WHAT IS BEING ASKED →
For each record below, give an exact transcription.

===== TASK DATA

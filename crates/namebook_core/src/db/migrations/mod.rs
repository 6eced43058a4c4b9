//! SQLite migration registry and executor.
//!
//! # Invariants
//! - `version` values must remain monotonic.
//! - Applied migration version is mirrored to `PRAGMA user_version`.
//! - Pending migrations run inside one transaction.

use crate::db::{DbError, DbResult};
use log::info;
use rusqlite::Connection;

#[derive(Debug, Clone, Copy)]
struct Migration {
    version: u32,
    sql: &'static str,
}

const MIGRATIONS: &[Migration] = &[Migration {
    version: 1,
    sql: include_str!("0001_init.sql"),
}];

/// Returns the latest migration version known by this binary.
pub fn latest_version() -> u32 {
    MIGRATIONS.last().map_or(0, |migration| migration.version)
}

/// Applies all pending migrations on the provided connection.
///
/// # Errors
/// - `DbError::UnsupportedSchemaVersion` when the file was written by a newer binary.
/// - `DbError::Sqlite` when any migration statement fails; nothing is applied then.
pub fn apply_migrations(conn: &mut Connection) -> DbResult<()> {
    let current_version = current_user_version(conn)?;
    let latest = latest_version();

    if current_version > latest {
        return Err(DbError::UnsupportedSchemaVersion {
            db_version: current_version,
            latest_supported: latest,
        });
    }

    if current_version == latest {
        return Ok(());
    }

    let tx = conn.transaction()?;
    for migration in MIGRATIONS
        .iter()
        .filter(|migration| migration.version > current_version)
    {
        tx.execute_batch(migration.sql)?;
        tx.pragma_update(None, "user_version", migration.version)?;
    }
    tx.commit()?;

    info!(
        "event=db_migrate module=db status=ok from_version={} to_version={}",
        current_version, latest
    );
    Ok(())
}

fn current_user_version(conn: &Connection) -> DbResult<u32> {
    let version = conn.query_row("PRAGMA user_version;", [], |row| row.get::<_, u32>(0))?;
    Ok(version)
}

==========

RESULT OF THE EXERCISE →
filename crates/namebook_core/src/db/migrations/mod.rs
repository 6eced43058a4c4b9
//! SQLite migration registry and executor.
//!
//! # Invariants
//! - `version` values must remain monotonic.
//! - Applied migration version is mirrored to `PRAGMA user_version`.
//! - Pending migrations run inside one transaction.

use crate::db::{DbError, DbResult};
use log::info;
use rusqlite::Connection;

#[derive(Debug, Clone, Copy)]
struct Migration {
    version: u32,
    sql: &'static str,
}

const MIGRATIONS: &[Migration] = &[Migration {
    version: 1,
    sql: include_str!("0001_init.sql"),
}];

/// Returns the latest migration version known by this binary.
pub fn latest_version() -> u32 {
    MIGRATIONS.last().map_or(0, |migration| migration.version)
}

/// Applies all pending migrations on the provided connection.
///
/// # Errors
/// - `DbError::UnsupportedSchemaVersion` when the file was written by a newer binary.
/// - `DbError::Sqlite` when any migration statement fails; nothing is applied then.
pub fn apply_migrations(conn: &mut Connection) -> DbResult<()> {
    let current_version = current_user_version(conn)?;
    let latest = latest_version();

    if current_version > latest {
        return Err(DbError::UnsupportedSchemaVersion {
            db_version: current_version,
            latest_supported: latest,
        });
    }

    if current_version == latest {
        return Ok(());
    }

    let tx = conn.transaction()?;
    for migration in MIGRATIONS
        .iter()
        .filter(|migration| migration.version > current_version)
    {
        tx.execute_batch(migration.sql)?;
        tx.pragma_update(None, "user_version", migration.version)?;
    }
    tx.commit()?;

    info!(
        "event=db_migrate module=db status=ok from_version={} to_version={}",
        current_version, latest
    );
    Ok(())
}

fn current_user_version(conn: &Connection) -> DbResult<u32> {
    let version = conn.query_row("PRAGMA user_version;", [], |row| row.get::<_, u32>(0))?;
    Ok(version)
}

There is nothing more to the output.